(Stored data entries)
use std::cmp::{self, Ordering};
use std::mem;

use crate::common::{PageAddress, Result};

use super::Frame;

type Link = Option<Box<Node>>;

#[derive(Debug)]
struct Node {
    frame: Frame,
    height: i32,
    left: Link,
    right: Link,
}

impl Node {
    fn leaf(frame: Frame) -> Self {
        Self {
            frame,
            height: 1,
            left: None,
            right: None,
        }
    }

    fn key(&self) -> PageAddress {
        self.frame.address()
    }

    fn update_height(&mut self) {
        self.height = 1 + cmp::max(height(&self.left), height(&self.right));
    }

    fn balance_factor(&self) -> i32 {
        height(&self.left) - height(&self.right)
    }
}

fn height(link: &Link) -> i32 {
    link.as_ref().map_or(0, |node| node.height)
}

/// AVL tree mapping page addresses to their cached frames.
///
/// Keys are ordered by `(file_index, page_index)`. Every insert and delete
/// rebalances on the way back up, so lookups stay O(log n) no matter how
/// addresses are distributed.
#[derive(Debug, Default)]
pub struct FrameIndex {
    root: Link,
    len: usize,
}

impl FrameIndex {
    pub fn new() -> Self {
        Self::default()
    }

    pub fn len(&self) -> usize {
        self.len
    }

    pub fn is_empty(&self) -> bool {
        self.len == 0
    }

    /// Height of the tree; 0 when empty.
    pub fn height(&self) -> i32 {
        height(&self.root)
    }

    pub fn contains(&self, address: &PageAddress) -> bool {
        self.search(address).is_some()
    }

    pub fn search(&self, address: &PageAddress) -> Option<&Frame> {
        let mut cursor = self.root.as_deref();
        while let Some(node) = cursor {
            cursor = match address.cmp(&node.key()) {
                Ordering::Equal => return Some(&node.frame),
                Ordering::Less => node.left.as_deref(),
                Ordering::Greater => node.right.as_deref(),
            };
        }
        None
    }

    pub fn search_mut(&mut self, address: &PageAddress) -> Option<&mut Frame> {
        let mut cursor = self.root.as_deref_mut();
        while let Some(node) = cursor {
            cursor = match address.cmp(&node.key()) {
                Ordering::Equal => return Some(&mut node.frame),
                Ordering::Less => node.left.as_deref_mut(),
                Ordering::Greater => node.right.as_deref_mut(),
            };
        }
        None
    }

    /// Inserts a frame under its own address. A frame already stored under
    /// that address is replaced and returned.
    pub fn insert(&mut self, frame: Frame) -> Option<Frame> {
        let mut replaced = None;
        self.root = Some(insert(self.root.take(), frame, &mut replaced));
        if replaced.is_none() {
            self.len += 1;
        }
        replaced
    }

    /// Removes and returns the frame for `address`, buffer included.
    pub fn delete(&mut self, address: &PageAddress) -> Option<Frame> {
        let mut removed = None;
        self.root = delete(self.root.take(), address, &mut removed);
        if removed.is_some() {
            self.len -= 1;
        }
        removed
    }

    /// Visits every frame in address order.
    pub fn for_each<F: FnMut(&Frame)>(&self, mut visit: F) {
        fn walk<F: FnMut(&Frame)>(link: &Link, visit: &mut F) {
            if let Some(node) = link {
                walk(&node.left, visit);
                visit(&node.frame);
                walk(&node.right, visit);
            }
        }
        walk(&self.root, &mut visit);
    }

    /// Visits every frame in address order, stopping at the first error.
    pub fn try_for_each_mut<F>(&mut self, mut visit: F) -> Result<()>
    where
        F: FnMut(&mut Frame) -> Result<()>,
    {
        fn walk<F>(link: &mut Link, visit: &mut F) -> Result<()>
        where
            F: FnMut(&mut Frame) -> Result<()>,
        {
            if let Some(node) = link {
                walk(&mut node.left, visit)?;
                visit(&mut node.frame)?;
                walk(&mut node.right, visit)?;
            }
            Ok(())
        }
        walk(&mut self.root, &mut visit)
    }

    /// Empties the tree, returning its frames in address order.
    pub fn drain(&mut self) -> Vec<Frame> {
        fn collect(link: Link, out: &mut Vec<Frame>) {
            if let Some(node) = link {
                let Node {
                    frame, left, right, ..
                } = *node;
                collect(left, out);
                out.push(frame);
                collect(right, out);
            }
        }
        let mut frames = Vec::with_capacity(self.len);
        collect(self.root.take(), &mut frames);
        self.len = 0;
        frames
    }

    /// Checks ordering, stored heights and the AVL balance of every node.
    #[cfg(test)]
    fn is_valid_avl(&self) -> bool {
        fn check(
            link: &Link,
            low: Option<PageAddress>,
            high: Option<PageAddress>,
        ) -> Option<i32> {
            let Some(node) = link else { return Some(0) };
            let key = node.key();
            if low.is_some_and(|l| key <= l) || high.is_some_and(|h| key >= h) {
                return None;
            }
            let lh = check(&node.left, low, Some(key))?;
            let rh = check(&node.right, Some(key), high)?;
            if (lh - rh).abs() > 1 || node.height != 1 + cmp::max(lh, rh) {
                return None;
            }
            Some(node.height)
        }
        check(&self.root, None, None).is_some()
    }
}

fn rotate_right(mut node: Box<Node>) -> Box<Node> {
    let Some(mut pivot) = node.left.take() else {
        return node;
    };
    node.left = pivot.right.take();
    node.update_height();
    pivot.right = Some(node);
    pivot.update_height();
    pivot
}

fn rotate_left(mut node: Box<Node>) -> Box<Node> {
    let Some(mut pivot) = node.right.take() else {
        return node;
    };
    node.right = pivot.left.take();
    node.update_height();
    pivot.left = Some(node);
    pivot.update_height();
    pivot
}

/// Restores the AVL property at `node`, whose subtrees are already balanced.
fn rebalance(mut node: Box<Node>) -> Box<Node> {
    node.update_height();
    let balance = node.balance_factor();

    if balance > 1 {
        // left-right case: straighten the left child first
        if let Some(left) = node.left.take() {
            node.left = Some(if left.balance_factor() < 0 {
                rotate_left(left)
            } else {
                left
            });
        }
        return rotate_right(node);
    }

    if balance < -1 {
        if let Some(right) = node.right.take() {
            node.right = Some(if right.balance_factor() > 0 {
                rotate_right(right)
            } else {
                right
            });
        }
        return rotate_left(node);
    }

    node
}

fn insert(link: Link, frame: Frame, replaced: &mut Option<Frame>) -> Box<Node> {
    let Some(mut node) = link else {
        return Box::new(Node::leaf(frame));
    };

    match frame.address().cmp(&node.key()) {
        Ordering::Less => node.left = Some(insert(node.left.take(), frame, replaced)),
        Ordering::Greater => node.right = Some(insert(node.right.take(), frame, replaced)),
        Ordering::Equal => {
            *replaced = Some(mem::replace(&mut node.frame, frame));
            return node;
        }
    }

    rebalance(node)
}

fn delete(link: Link, key: &PageAddress, removed: &mut Option<Frame>) -> Link {
    let mut node = link?;

    match key.cmp(&node.key()) {
        Ordering::Less => node.left = delete(node.left.take(), key, removed),
        Ordering::Greater => node.right = delete(node.right.take(), key, removed),
        Ordering::Equal => match (node.left.take(), node.right.take()) {
            (None, None) => {
                *removed = Some(node.frame);
                return None;
            }
            (Some(child), None) | (None, Some(child)) => {
                *removed = Some(node.frame);
                return Some(child);
            }
            (Some(left), Some(right)) => {
                let (rest, successor) = take_min(right);
                node.left = Some(left);
                node.right = rest;
                *removed = Some(mem::replace(&mut node.frame, successor));
            }
        },
    }

    Some(rebalance(node))
}

/// Detaches the smallest frame of a subtree, rebalancing what remains.
fn take_min(mut node: Box<Node>) -> (Link, Frame) {
    match node.left.take() {
        None => {
            let Node { frame, right, .. } = *node;
            (right, frame)
        }
        Some(left) => {
            let (rest, min) = take_min(left);
            node.left = rest;
            (Some(rebalance(node)), min)
        }
    }
}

» **Assignment**:
Reproduce each entry above. Every word must match.

» **Response area**:
use std::cmp::{self, Ordering};
use std::mem;

use crate::common::{PageAddress, Result};

use super::Frame;

type Link = Option<Box<Node>>;

#[derive(Debug)]
struct Node {
    frame: Frame,
    height: i32,
    left: Link,
    right: Link,
}

impl Node {
    fn leaf(frame: Frame) -> Self {
        Self {
            frame,
            height: 1,
            left: None,
            right: None,
        }
    }

    fn key(&self) -> PageAddress {
        self.frame.address()
    }

    fn update_height(&mut self) {
        self.height = 1 + cmp::max(height(&self.left), height(&self.right));
    }

    fn balance_factor(&self) -> i32 {
        height(&self.left) - height(&self.right)
    }
}

fn height(link: &Link) -> i32 {
    link.as_ref().map_or(0, |node| node.height)
}

/// AVL tree mapping page addresses to their cached frames.
///
/// Keys are ordered by `(file_index, page_index)`. Every insert and delete
/// rebalances on the way back up, so lookups stay O(log n) no matter how
/// addresses are distributed.
#[derive(Debug, Default)]
pub struct FrameIndex {
    root: Link,
    len: usize,
}

impl FrameIndex {
    pub fn new() -> Self {
        Self::default()
    }

    pub fn len(&self) -> usize {
        self.len
    }

    pub fn is_empty(&self) -> bool {
        self.len == 0
    }

    /// Height of the tree; 0 when empty.
    pub fn height(&self) -> i32 {
        height(&self.root)
    }

    pub fn contains(&self, address: &PageAddress) -> bool {
        self.search(address).is_some()
    }

    pub fn search(&self, address: &PageAddress) -> Option<&Frame> {
        let mut cursor = self.root.as_deref();
        while let Some(node) = cursor {
            cursor = match address.cmp(&node.key()) {
                Ordering::Equal => return Some(&node.frame),
                Ordering::Less => node.left.as_deref(),
                Ordering::Greater => node.right.as_deref(),
            };
        }
        None
    }

    pub fn search_mut(&mut self, address: &PageAddress) -> Option<&mut Frame> {
        let mut cursor = self.root.as_deref_mut();
        while let Some(node) = cursor {
            cursor = match address.cmp(&node.key()) {
                Ordering::Equal => return Some(&mut node.frame),
                Ordering::Less => node.left.as_deref_mut(),
                Ordering::Greater => node.right.as_deref_mut(),
            };
        }
        None
    }

    /// Inserts a frame under its own address. A frame already stored under
    /// that address is replaced and returned.
    pub fn insert(&mut self, frame: Frame) -> Option<Frame> {
        let mut replaced = None;
        self.root = Some(insert(self.root.take(), frame, &mut replaced));
        if replaced.is_none() {
            self.len += 1;
        }
        replaced
    }

    /// Removes and returns the frame for `address`, buffer included.
    pub fn delete(&mut self, address: &PageAddress) -> Option<Frame> {
        let mut removed = None;
        self.root = delete(self.root.take(), address, &mut removed);
        if removed.is_some() {
            self.len -= 1;
        }
        removed
    }

    /// Visits every frame in address order.
    pub fn for_each<F: FnMut(&Frame)>(&self, mut visit: F) {
        fn walk<F: FnMut(&Frame)>(link: &Link, visit: &mut F) {
            if let Some(node) = link {
                walk(&node.left, visit);
                visit(&node.frame);
                walk(&node.right, visit);
            }
        }
        walk(&self.root, &mut visit);
    }

    /// Visits every frame in address order, stopping at the first error.
    pub fn try_for_each_mut<F>(&mut self, mut visit: F) -> Result<()>
    where
        F: FnMut(&mut Frame) -> Result<()>,
    {
        fn walk<F>(link: &mut Link, visit: &mut F) -> Result<()>
        where
            F: FnMut(&mut Frame) -> Result<()>,
        {
            if let Some(node) = link {
                walk(&mut node.left, visit)?;
                visit(&mut node.frame)?;
                walk(&mut node.right, visit)?;
            }
            Ok(())
        }
        walk(&mut self.root, &mut visit)
    }

    /// Empties the tree, returning its frames in address order.
    pub fn drain(&mut self) -> Vec<Frame> {
        fn collect(link: Link, out: &mut Vec<Frame>) {
            if let Some(node) = link {
                let Node {
                    frame, left, right, ..
                } = *node;
                collect(left, out);
                out.push(frame);
                collect(right, out);
            }
        }
        let mut frames = Vec::with_capacity(self.len);
        collect(self.root.take(), &mut frames);
        self.len = 0;
        frames
    }

    /// Checks ordering, stored heights and the AVL balance of every node.
    #[cfg(test)]
    fn is_valid_avl(&self) -> bool {
        fn check(
            link: &Link,
            low: Option<PageAddress>,
            high: Option<PageAddress>,
        ) -> Option<i32> {
            let Some(node) = link else { return Some(0) };
            let key = node.key();
            if low.is_some_and(|l| key <= l) || high.is_some_and(|h| key >= h) {
                return None;
            }
            let lh = check(&node.left, low, Some(key))?;
            let rh = check(&node.right, Some(key), high)?;
            if (lh - rh).abs() > 1 || node.height != 1 + cmp::max(lh, rh) {
                return None;
            }
            Some(node.height)
        }
        check(&self.root, None, None).is_some()
    }
}

fn rotate_right(mut node: Box<Node>) -> Box<Node> {
    let Some(mut pivot) = node.left.take() else {
        return node;
    };
    node.left = pivot.right.take();
    node.update_height();
    pivot.right = Some(node);
    pivot.update_height();
    pivot
}

fn rotate_left(mut node: Box<Node>) -> Box<Node> {
    let Some(mut pivot) = node.right.take() else {
        return node;
    };
    node.right = pivot.left.take();
    node.update_height();
    pivot.left = Some(node);
    pivot.update_height();
    pivot
}

/// Restores the AVL property at `node`, whose subtrees are already balanced.
fn rebalance(mut node: Box<Node>) -> Box<Node> {
    node.update_height();
    let balance = node.balance_factor();

    if balance > 1 {
        // left-right case: straighten the left child first
        if let Some(left) = node.left.take() {
            node.left = Some(if left.balance_factor() < 0 {
                rotate_left(left)
            } else {
                left
            });
        }
        return rotate_right(node);
    }

    if balance < -1 {
        if let Some(right) = node.right.take() {
            node.right = Some(if right.balance_factor() > 0 {
                rotate_right(right)
            } else {
                right
            });
        }
        return rotate_left(node);
    }

    node
}

fn insert(link: Link, frame: Frame, replaced: &mut Option<Frame>) -> Box<Node> {
    let Some(mut node) = link else {
        return Box::new(Node::leaf(frame));
    };

    match frame.address().cmp(&node.key()) {
        Ordering::Less => node.left = Some(insert(node.left.take(), frame, replaced)),
        Ordering::Greater => node.right = Some(insert(node.right.take(), frame, replaced)),
        Ordering::Equal => {
            *replaced = Some(mem::replace(&mut node.frame, frame));
            return node;
        }
    }

    rebalance(node)
}

fn delete(link: Link, key: &PageAddress, removed: &mut Option<Frame>) -> Link {
    let mut node = link?;

    match key.cmp(&node.key()) {
        Ordering::Less => node.left = delete(node.left.take(), key, removed),
        Ordering::Greater => node.right = delete(node.right.take(), key, removed),
        Ordering::Equal => match (node.left.take(), node.right.take()) {
            (None, None) => {
                *removed = Some(node.frame);
                return None;
            }
            (Some(child), None) | (None, Some(child)) => {
                *removed = Some(node.frame);
                return Some(child);
            }
            (Some(left), Some(right)) => {
                let (rest, successor) = take_min(right);
                node.left = Some(left);
                node.right = rest;
                *removed = Some(mem::replace(&mut node.frame, successor));
            }
        },
    }

    Some(rebalance(node))
}

/// Detaches the smallest frame of a subtree, rebalancing what remains.
fn take_min(mut node: Box<Node>) -> (Link, Frame) {
    match node.left.take() {
        None => {
            let Node { frame, right, .. } = *node;
            (right, frame)
        }
        Some(left) => {
            let (rest, min) = take_min(left);
            node.left = rest;
            (Some(rebalance(node)), min)
        }
    }
}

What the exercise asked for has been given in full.